• TASK TO COMPLETE
Set every entry down again exactly, omitting none.

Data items
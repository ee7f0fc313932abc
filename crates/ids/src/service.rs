//! Internal implementation of the identifier types.

use crate::{IdError, IdResult};
use rand::Rng;
use std::{fmt, str::FromStr};

/// Re-exported for convenience.
pub use ::uuid::Uuid;

/// Prefix carried by every patient identifier.
pub const PATIENT_ID_PREFIX: &str = "PT-";

const MIN_PATIENT_DIGITS: usize = 5;
const RANDOM_START_RANGE: std::ops::RangeInclusive<u32> = 10_000..=99_999;

/// A formatted sequence identifier for a patient, e.g. `PT-12845`.
///
/// Once constructed, the identifier is guaranteed to be in canonical form: the `PT-` prefix
/// followed by at least five decimal digits. Numbers below 10000 are zero padded.
#[derive(Clone, Copy, Debug, PartialEq, Eq, Hash, PartialOrd, Ord)]
pub struct PatientId(u32);

impl PatientId {
    /// Builds an identifier from its sequence number.
    pub fn from_number(number: u32) -> Self {
        Self(number)
    }

    /// Returns the sequence number behind this identifier.
    pub fn number(&self) -> u32 {
        self.0
    }

    /// Validates and parses an identifier that must already be canonical.
    ///
    /// # Errors
    ///
    /// Returns [`IdError::InvalidInput`] if `input` lacks the `PT-` prefix, has fewer than five
    /// digits, contains non-digit characters, or does not fit the sequence range.
    pub fn parse(input: &str) -> IdResult<Self> {
        let digits = input.strip_prefix(PATIENT_ID_PREFIX).ok_or_else(|| {
            IdError::InvalidInput(format!(
                "patient id must start with '{}', got: '{}'",
                PATIENT_ID_PREFIX, input
            ))
        })?;

        if digits.len() < MIN_PATIENT_DIGITS || !digits.bytes().all(|b| b.is_ascii_digit()) {
            return Err(IdError::InvalidInput(format!(
                "patient id must be '{}' followed by at least {} digits, got: '{}'",
                PATIENT_ID_PREFIX, MIN_PATIENT_DIGITS, input
            )));
        }

        let number = digits.parse::<u32>().map_err(|e| {
            IdError::InvalidInput(format!("patient id '{}' is out of range: {}", input, e))
        })?;

        Ok(Self(number))
    }
}

impl fmt::Display for PatientId {
    fn fmt(&self, f: &mut fmt::Formatter<'_>) -> fmt::Result {
        write!(f, "{}{:05}", PATIENT_ID_PREFIX, self.0)
    }
}

impl FromStr for PatientId {
    type Err = IdError;

    fn from_str(s: &str) -> Result<Self, Self::Err> {
        PatientId::parse(s)
    }
}

/// Allocates strictly increasing patient identifiers.
///
/// The generator is owned by whichever component creates patient records; it is not shared
/// between threads.
#[derive(Clone, Debug)]
pub struct PatientIdGenerator {
    next: u32,
}

impl PatientIdGenerator {
    /// Starts the sequence at a fixed number. Used by tests and deterministic fixtures.
    pub fn starting_at(first: u32) -> Self {
        Self { next: first }
    }

    /// Starts the sequence at a random five-digit number.
    pub fn random_start() -> Self {
        let first = rand::thread_rng().gen_range(RANDOM_START_RANGE);
        Self::starting_at(first)
    }

    /// Returns the identifier the next call to [`allocate`](Self::allocate) will hand out.
    pub fn peek(&self) -> PatientId {
        PatientId(self.next)
    }

    /// Allocates the next identifier in the sequence.
    ///
    /// # Errors
    ///
    /// Returns [`IdError::InvalidInput`] once the sequence is exhausted.
    pub fn allocate(&mut self) -> IdResult<PatientId> {
        let id = PatientId(self.next);
        self.next = self
            .next
            .checked_add(1)
            .ok_or_else(|| IdError::InvalidInput("patient id sequence exhausted".into()))?;
        Ok(id)
    }

    /// Moves the sequence past `id` so that existing records never collide with new ones.
    pub fn reserve(&mut self, id: PatientId) {
        if id.0 >= self.next {
            self.next = id.0.saturating_add(1);
        }
    }
}

impl Default for PatientIdGenerator {
    fn default() -> Self {
        Self::random_start()
    }
}

/// Canonical identifier for an uploaded document (32 lowercase hex characters, no hyphens).
#[derive(Clone, Copy, Debug, PartialEq, Eq, Hash)]
pub struct DocumentId(Uuid);

impl Default for DocumentId {
    fn default() -> Self {
        Self::new()
    }
}

impl DocumentId {
    /// Generates a new random document identifier.
    pub fn new() -> Self {
        Self(Uuid::new_v4())
    }

    /// Validates and parses a document identifier that must already be canonical.
    ///
    /// # Errors
    ///
    /// Returns [`IdError::InvalidInput`] if `input` is not 32 lowercase hex characters.
    pub fn parse(input: &str) -> IdResult<Self> {
        if !Self::is_canonical(input) {
            return Err(IdError::InvalidInput(format!(
                "document id must be 32 lowercase hex characters without hyphens, got: '{}'",
                input
            )));
        }
        Uuid::parse_str(input)
            .map(Self)
            .map_err(|e| IdError::InvalidInput(format!("invalid document id '{}': {}", input, e)))
    }

    /// Returns true if `input` is in canonical document id form.
    pub fn is_canonical(input: &str) -> bool {
        input.len() == 32
            && input
                .bytes()
                .all(|b| matches!(b, b'0'..=b'9' | b'a'..=b'f'))
    }

    pub fn uuid(&self) -> Uuid {
        self.0
    }
}

impl fmt::Display for DocumentId {
    fn fmt(&self, f: &mut fmt::Formatter<'_>) -> fmt::Result {
        write!(f, "{}", self.0.simple())
    }
}

impl FromStr for DocumentId {
    type Err = IdError;

    fn from_str(s: &str) -> Result<Self, Self::Err> {
        DocumentId::parse(s)
    }
}

#[cfg(feature = "serde")]
mod serde_impls {
    use super::{DocumentId, PatientId};

    macro_rules! string_serde {
        ($ty:ty) => {
            impl serde::Serialize for $ty {
                fn serialize<S>(&self, serializer: S) -> Result<S::Ok, S::Error>
                where
                    S: serde::Serializer,
                {
                    serializer.collect_str(self)
                }
            }

            impl<'de> serde::Deserialize<'de> for $ty {
                fn deserialize<D>(deserializer: D) -> Result<Self, D::Error>
                where
                    D: serde::Deserializer<'de>,
                {
                    let s = String::deserialize(deserializer)?;
                    <$ty>::parse(&s).map_err(serde::de::Error::custom)
                }
            }
        };
    }

    string_serde!(PatientId);
    string_serde!(DocumentId);
}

• TASK RESPONSE
repository ee7f0fc313932abc
filename crates/ids/src/service.rs
//! Internal implementation of the identifier types.

use crate::{IdError, IdResult};
use rand::Rng;
use std::{fmt, str::FromStr};

/// Re-exported for convenience.
pub use ::uuid::Uuid;

/// Prefix carried by every patient identifier.
pub const PATIENT_ID_PREFIX: &str = "PT-";

const MIN_PATIENT_DIGITS: usize = 5;
const RANDOM_START_RANGE: std::ops::RangeInclusive<u32> = 10_000..=99_999;

/// A formatted sequence identifier for a patient, e.g. `PT-12845`.
///
/// Once constructed, the identifier is guaranteed to be in canonical form: the `PT-` prefix
/// followed by at least five decimal digits. Numbers below 10000 are zero padded.
#[derive(Clone, Copy, Debug, PartialEq, Eq, Hash, PartialOrd, Ord)]
pub struct PatientId(u32);

impl PatientId {
    /// Builds an identifier from its sequence number.
    pub fn from_number(number: u32) -> Self {
        Self(number)
    }

    /// Returns the sequence number behind this identifier.
    pub fn number(&self) -> u32 {
        self.0
    }

    /// Validates and parses an identifier that must already be canonical.
    ///
    /// # Errors
    ///
    /// Returns [`IdError::InvalidInput`] if `input` lacks the `PT-` prefix, has fewer than five
    /// digits, contains non-digit characters, or does not fit the sequence range.
    pub fn parse(input: &str) -> IdResult<Self> {
        let digits = input.strip_prefix(PATIENT_ID_PREFIX).ok_or_else(|| {
            IdError::InvalidInput(format!(
                "patient id must start with '{}', got: '{}'",
                PATIENT_ID_PREFIX, input
            ))
        })?;

        if digits.len() < MIN_PATIENT_DIGITS || !digits.bytes().all(|b| b.is_ascii_digit()) {
            return Err(IdError::InvalidInput(format!(
                "patient id must be '{}' followed by at least {} digits, got: '{}'",
                PATIENT_ID_PREFIX, MIN_PATIENT_DIGITS, input
            )));
        }

        let number = digits.parse::<u32>().map_err(|e| {
            IdError::InvalidInput(format!("patient id '{}' is out of range: {}", input, e))
        })?;

        Ok(Self(number))
    }
}

impl fmt::Display for PatientId {
    fn fmt(&self, f: &mut fmt::Formatter<'_>) -> fmt::Result {
        write!(f, "{}{:05}", PATIENT_ID_PREFIX, self.0)
    }
}

impl FromStr for PatientId {
    type Err = IdError;

    fn from_str(s: &str) -> Result<Self, Self::Err> {
        PatientId::parse(s)
    }
}

/// Allocates strictly increasing patient identifiers.
///
/// The generator is owned by whichever component creates patient records; it is not shared
/// between threads.
#[derive(Clone, Debug)]
pub struct PatientIdGenerator {
    next: u32,
}

impl PatientIdGenerator {
    /// Starts the sequence at a fixed number. Used by tests and deterministic fixtures.
    pub fn starting_at(first: u32) -> Self {
        Self { next: first }
    }

    /// Starts the sequence at a random five-digit number.
    pub fn random_start() -> Self {
        let first = rand::thread_rng().gen_range(RANDOM_START_RANGE);
        Self::starting_at(first)
    }

    /// Returns the identifier the next call to [`allocate`](Self::allocate) will hand out.
    pub fn peek(&self) -> PatientId {
        PatientId(self.next)
    }

    /// Allocates the next identifier in the sequence.
    ///
    /// # Errors
    ///
    /// Returns [`IdError::InvalidInput`] once the sequence is exhausted.
    pub fn allocate(&mut self) -> IdResult<PatientId> {
        let id = PatientId(self.next);
        self.next = self
            .next
            .checked_add(1)
            .ok_or_else(|| IdError::InvalidInput("patient id sequence exhausted".into()))?;
        Ok(id)
    }

    /// Moves the sequence past `id` so that existing records never collide with new ones.
    pub fn reserve(&mut self, id: PatientId) {
        if id.0 >= self.next {
            self.next = id.0.saturating_add(1);
        }
    }
}

impl Default for PatientIdGenerator {
    fn default() -> Self {
        Self::random_start()
    }
}

/// Canonical identifier for an uploaded document (32 lowercase hex characters, no hyphens).
#[derive(Clone, Copy, Debug, PartialEq, Eq, Hash)]
pub struct DocumentId(Uuid);

impl Default for DocumentId {
    fn default() -> Self {
        Self::new()
    }
}

impl DocumentId {
    /// Generates a new random document identifier.
    pub fn new() -> Self {
        Self(Uuid::new_v4())
    }

    /// Validates and parses a document identifier that must already be canonical.
    ///
    /// # Errors
    ///
    /// Returns [`IdError::InvalidInput`] if `input` is not 32 lowercase hex characters.
    pub fn parse(input: &str) -> IdResult<Self> {
        if !Self::is_canonical(input) {
            return Err(IdError::InvalidInput(format!(
                "document id must be 32 lowercase hex characters without hyphens, got: '{}'",
                input
            )));
        }
        Uuid::parse_str(input)
            .map(Self)
            .map_err(|e| IdError::InvalidInput(format!("invalid document id '{}': {}", input, e)))
    }

    /// Returns true if `input` is in canonical document id form.
    pub fn is_canonical(input: &str) -> bool {
        input.len() == 32
            && input
                .bytes()
                .all(|b| matches!(b, b'0'..=b'9' | b'a'..=b'f'))
    }

    pub fn uuid(&self) -> Uuid {
        self.0
    }
}

impl fmt::Display for DocumentId {
    fn fmt(&self, f: &mut fmt::Formatter<'_>) -> fmt::Result {
        write!(f, "{}", self.0.simple())
    }
}

impl FromStr for DocumentId {
    type Err = IdError;

    fn from_str(s: &str) -> Result<Self, Self::Err> {
        DocumentId::parse(s)
    }
}

#[cfg(feature = "serde")]
mod serde_impls {
    use super::{DocumentId, PatientId};

    macro_rules! string_serde {
        ($ty:ty) => {
            impl serde::Serialize for $ty {
                fn serialize<S>(&self, serializer: S) -> Result<S::Ok, S::Error>
                where
                    S: serde::Serializer,
                {
                    serializer.collect_str(self)
                }
            }

            impl<'de> serde::Deserialize<'de> for $ty {
                fn deserialize<D>(deserializer: D) -> Result<Self, D::Error>
                where
                    D: serde::Deserializer<'de>,
                {
                    let s = String::deserialize(deserializer)?;
                    <$ty>::parse(&s).map_err(serde::de::Error::custom)
                }
            }
        };
    }

    string_serde!(PatientId);
    string_serde!(DocumentId);
}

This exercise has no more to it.